#### TASK:
Going line by line through the listing below, count each line that includes the word "struct", and reply with the count only.

#### DATA PROVIDED:

◆ ◆ ◆ ◆ ◆

//! One output-device instantiation and the real-time render callback that
//! feeds it.
//!
//! The session owns the device queue; the callback only holds the session's
//! generation and validates it against the live generation on every call.
//! Teardown bumps the live generation first, so any callback racing it turns
//! into a no-op before the device is released.

use std::sync::atomic::{AtomicBool, AtomicU64, Ordering};
use std::sync::Arc;
use std::time::{Duration, Instant};

use log::{debug, error, info, warn};

use super::control::PlaybackControl;
use super::device::{BufferLayout, OutputBackend, OutputBuffer, OutputQueue, QueueHandle, RenderFn};
use super::event_loop::EventLoopHandle;
use super::format::SampleFormat;
use super::guard::CallbackGuard;
use super::source::PcmSource;
use crate::config::PlayerSettings;
use crate::error::DeviceError;

/// Worker state shared with the render callback. Atomics only.
pub struct RenderShared {
    active: AtomicBool,
    shutdown_requested: AtomicBool,
    needs_reinit: AtomicBool,
    stalled: AtomicBool,
    generation: AtomicU64,
    last_chunk_ms: AtomicU64,
    epoch: Instant,
    sessions_started: AtomicU64,
    rendered_buffers: AtomicU64,
    silent_buffers: AtomicU64,
    stalls: AtomicU64,
    last_delay_ms: AtomicU64,
}

/// Snapshot of the render counters.
#[derive(Debug, Clone, Copy, Default, PartialEq, Eq, serde::Serialize)]
pub struct RenderStats {
    pub generation: u64,
    pub sessions_started: u64,
    pub rendered_buffers: u64,
    pub silent_buffers: u64,
    pub stalls: u64,
    pub last_delay_ms: u64,
}

impl RenderShared {
    pub fn new() -> Self {
        Self {
            active: AtomicBool::new(true),
            shutdown_requested: AtomicBool::new(false),
            needs_reinit: AtomicBool::new(false),
            stalled: AtomicBool::new(false),
            generation: AtomicU64::new(0),
            last_chunk_ms: AtomicU64::new(0),
            epoch: Instant::now(),
            sessions_started: AtomicU64::new(0),
            rendered_buffers: AtomicU64::new(0),
            silent_buffers: AtomicU64::new(0),
            stalls: AtomicU64::new(0),
            last_delay_ms: AtomicU64::new(0),
        }
    }

    pub fn is_active(&self) -> bool {
        self.active.load(Ordering::SeqCst)
    }

    pub fn shutdown_requested(&self) -> bool {
        self.shutdown_requested.load(Ordering::SeqCst)
    }

    /// Terminal: the worker leaves its loop and never comes back.
    pub fn request_shutdown(&self) {
        self.shutdown_requested.store(true, Ordering::SeqCst);
        self.active.store(false, Ordering::SeqCst);
    }

    pub fn deactivate(&self) {
        self.active.store(false, Ordering::SeqCst);
    }

    pub fn needs_reinit(&self) -> bool {
        self.needs_reinit.load(Ordering::SeqCst)
    }

    pub fn clear_reinit(&self) {
        self.needs_reinit.store(false, Ordering::SeqCst);
    }

    fn request_reinit(&self) {
        self.needs_reinit.store(true, Ordering::SeqCst);
    }

    /// Returns whether the last session ended on a stall, clearing the flag.
    pub fn take_stall(&self) -> bool {
        self.stalled.swap(false, Ordering::SeqCst)
    }

    pub fn generation(&self) -> u64 {
        self.generation.load(Ordering::SeqCst)
    }

    /// Invalidate the current generation and return the new one.
    pub fn next_generation(&self) -> u64 {
        self.generation.fetch_add(1, Ordering::SeqCst) + 1
    }

    pub fn now_ms(&self) -> u64 {
        self.epoch.elapsed().as_millis() as u64
    }

    fn mark_chunk(&self, now_ms: u64) {
        self.last_chunk_ms.store(now_ms, Ordering::Relaxed);
    }

    fn last_chunk_ms(&self) -> u64 {
        self.last_chunk_ms.load(Ordering::Relaxed)
    }

    pub fn stats(&self) -> RenderStats {
        RenderStats {
            generation: self.generation(),
            sessions_started: self.sessions_started.load(Ordering::Relaxed),
            rendered_buffers: self.rendered_buffers.load(Ordering::Relaxed),
            silent_buffers: self.silent_buffers.load(Ordering::Relaxed),
            stalls: self.stalls.load(Ordering::Relaxed),
            last_delay_ms: self.last_delay_ms.load(Ordering::Relaxed),
        }
    }
}

impl Default for RenderShared {
    fn default() -> Self {
        Self::new()
    }
}

/// Result of one render invocation.
#[derive(Debug, Clone, Copy, PartialEq, Eq)]
pub enum RenderOutcome {
    /// Teardown already started; nothing touched.
    Rejected,
    /// Session superseded; nothing touched.
    Stale,
    /// Zero-filled and re-submitted.
    Paused,
    /// Shutdown requested; buffer not re-submitted.
    ShuttingDown,
    /// No data for longer than the stall timeout; buffer not re-submitted.
    Stalled,
    /// No data yet; silence re-submitted.
    Silence,
    /// Real audio re-submitted.
    Rendered,
}

impl RenderOutcome {
    pub fn resubmitted(self) -> bool {
        matches!(
            self,
            RenderOutcome::Paused | RenderOutcome::Silence | RenderOutcome::Rendered
        )
    }
}

/// Playout delay of the buffer being filled.
///
/// With a timeline the frames still queued in the current buffer are taken
/// from the device position, otherwise a full pool minus one buffer is
/// assumed. `dac_delay_ms` covers the fixed latency of the device chain.
pub fn estimate_playout_delay(
    sample_time: Option<u64>,
    layout: &BufferLayout,
    rate: u32,
    dac_delay_ms: u64,
) -> Duration {
    let queued_ms = layout.buffer_ms * (layout.num_buffers as u64 - 1);
    let mut delay_ms = match sample_time {
        Some(sample_time) if rate > 0 => {
            let frames = layout.frames_per_buffer as u64;
            let remaining = (frames - sample_time % frames) % frames;
            remaining * 1000 / rate as u64 + queued_ms
        }
        _ => queued_ms,
    };
    delay_ms += dac_delay_ms;
    Duration::from_millis(delay_ms)
}

/// State the render callback runs against. Shared with the device's
/// real-time thread; holds references only, never the device itself.
pub struct Renderer {
    generation: u64,
    shared: Arc<RenderShared>,
    control: PlaybackControl,
    source: Arc<dyn PcmSource>,
    wake: EventLoopHandle,
    guard: CallbackGuard,
    layout: BufferLayout,
    rate: u32,
    dac_delay_ms: u64,
    stall_timeout_ms: u64,
}

impl Renderer {
    #[allow(clippy::too_many_arguments)]
    pub(crate) fn new(
        generation: u64,
        shared: Arc<RenderShared>,
        control: PlaybackControl,
        source: Arc<dyn PcmSource>,
        wake: EventLoopHandle,
        layout: BufferLayout,
        settings: &PlayerSettings,
    ) -> Self {
        let rate = source.format().rate;
        Self {
            generation,
            shared,
            control,
            source,
            wake,
            guard: CallbackGuard::new(),
            layout,
            rate,
            dac_delay_ms: settings.dac_delay_ms,
            stall_timeout_ms: settings.stall_timeout_ms,
        }
    }

    pub fn generation(&self) -> u64 {
        self.generation
    }

    pub(crate) fn guard(&self) -> &CallbackGuard {
        &self.guard
    }

    /// Fill one drained buffer and hand it back to the device.
    ///
    /// Rules: no locks, no blocking, no logging. Atomics, the lock-free
    /// source and a non-blocking re-submit only.
    pub fn render(&self, queue: &QueueHandle, mut buffer: OutputBuffer) -> RenderOutcome {
        let Some(_ticket) = self.guard.enter() else {
            return RenderOutcome::Rejected;
        };
        let live = self.shared.generation();

        if self.control.is_paused() {
            if live != self.generation {
                return RenderOutcome::Stale;
            }
            buffer.silence();
            queue.enqueue(buffer);
            return RenderOutcome::Paused;
        }

        // Signal and leave; teardown happens on the worker thread.
        if !self.shared.is_active() || self.shared.shutdown_requested() {
            self.shared.request_reinit();
            self.wake.stop();
            return RenderOutcome::ShuttingDown;
        }

        if live != self.generation {
            return RenderOutcome::Stale;
        }

        let delay = estimate_playout_delay(
            queue.sample_time(),
            &self.layout,
            self.rate,
            self.dac_delay_ms,
        );
        self.shared
            .last_delay_ms
            .store(delay.as_millis() as u64, Ordering::Relaxed);

        let frames = self.layout.frames_per_buffer;
        let got_chunk = self
            .source
            .chunk_or_silence(buffer.samples_mut(), delay, frames);
        let now = self.shared.now_ms();

        if got_chunk {
            self.shared.mark_chunk(now);
            self.control.apply_gain(buffer.samples_mut());
        } else if now.saturating_sub(self.shared.last_chunk_ms()) > self.stall_timeout_ms {
            self.shared.stalled.store(true, Ordering::SeqCst);
            self.shared.stalls.fetch_add(1, Ordering::Relaxed);
            self.shared.request_reinit();
            self.wake.stop();
            return RenderOutcome::Stalled;
        }

        // The pull may have taken a while; the session may be gone by now.
        if self.shared.generation() != self.generation {
            return RenderOutcome::Stale;
        }

        queue.enqueue(buffer);
        if got_chunk {
            self.shared.rendered_buffers.fetch_add(1, Ordering::Relaxed);
            RenderOutcome::Rendered
        } else {
            self.shared.silent_buffers.fetch_add(1, Ordering::Relaxed);
            RenderOutcome::Silence
        }
    }
}

/// A live output device plus the renderer feeding it. Built and torn down on
/// the render worker thread only.
pub struct RenderSession {
    queue: Box<dyn OutputQueue>,
    handle: QueueHandle,
    renderer: Arc<Renderer>,
    layout: BufferLayout,
    started: bool,
}

impl RenderSession {
    /// Open the device, pre-fill every buffer and start playback unless
    /// paused.
    pub fn open(
        backend: &dyn OutputBackend,
        source: Arc<dyn PcmSource>,
        control: PlaybackControl,
        shared: Arc<RenderShared>,
        wake: EventLoopHandle,
        settings: &PlayerSettings,
    ) -> Result<Self, DeviceError> {
        let format: SampleFormat = source.format();
        format.validate()?;
        let layout = BufferLayout::new(&format, settings.buffer_ms, settings.num_buffers);
        info!(
            "frames: {}, ms: {}, buffer size: {}, buffers: {}",
            layout.frames_per_buffer, layout.buffer_ms, layout.buffer_bytes, layout.num_buffers
        );

        let generation = shared.next_generation();
        shared.mark_chunk(shared.now_ms());

        let renderer = Arc::new(Renderer::new(
            generation,
            shared.clone(),
            control.clone(),
            source,
            wake,
            layout,
            settings,
        ));
        let render: RenderFn = {
            let renderer = renderer.clone();
            Arc::new(move |queue: &QueueHandle, buffer: OutputBuffer| {
                renderer.render(queue, buffer);
            })
        };

        let opened = backend.open(&format, &layout, render)?;
        if !opened.handle.has_timeline() {
            warn!("Output device has no timeline, using fixed playout delay (non-fatal)");
        }

        let mut session = Self {
            queue: opened.queue,
            handle: opened.handle,
            renderer,
            layout,
            started: false,
        };

        for id in 0..layout.num_buffers {
            let buffer = OutputBuffer::new(id, layout.samples_per_buffer());
            session.renderer.render(&session.handle, buffer);
        }

        if control.is_paused() {
            info!("Audio queue created but paused");
        } else if let Err(e) = session.queue.start() {
            error!("Output start failed: {}", e);
            session.close(&shared, Duration::ZERO);
            return Err(e);
        } else {
            session.started = true;
        }

        shared.sessions_started.fetch_add(1, Ordering::Relaxed);
        Ok(session)
    }

    pub fn generation(&self) -> u64 {
        self.renderer.generation()
    }

    pub fn layout(&self) -> &BufferLayout {
        &self.layout
    }

    pub fn is_started(&self) -> bool {
        self.started
    }

    /// Bring the device in line with the pause flag.
    pub fn sync_pause(&mut self, paused: bool) {
        if paused && self.started {
            match self.queue.pause() {
                Ok(()) => self.started = false,
                Err(e) => warn!("Output pause failed: {}", e),
            }
        } else if !paused && !self.started {
            match self.queue.start() {
                Ok(()) => self.started = true,
                Err(e) => warn!("Output start failed: {}", e),
            }
        }
    }

    /// Tear the device down. Worker thread only, never from the callback.
    ///
    /// Returns `false` if callbacks were still in flight after
    /// `drain_timeout`; the device is released regardless.
    pub fn close(mut self, shared: &RenderShared, drain_timeout: Duration) -> bool {
        shared.next_generation();
        let guard = self.renderer.guard().clone();
        guard.begin_destroy();

        self.queue.stop();

        let drained = guard.wait_drained(drain_timeout);
        if !drained {
            error!(
                "{} render callback(s) still in flight after {:?}, releasing device anyway",
                guard.in_flight(),
                drain_timeout
            );
        }

        drop(self.queue);
        drop(self.handle);
        debug!("Audio queue cleaned up on worker thread");
        drained
    }
}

◆ ◆ ◆ ◆ ◆

#### YOUR RESPONSE:
4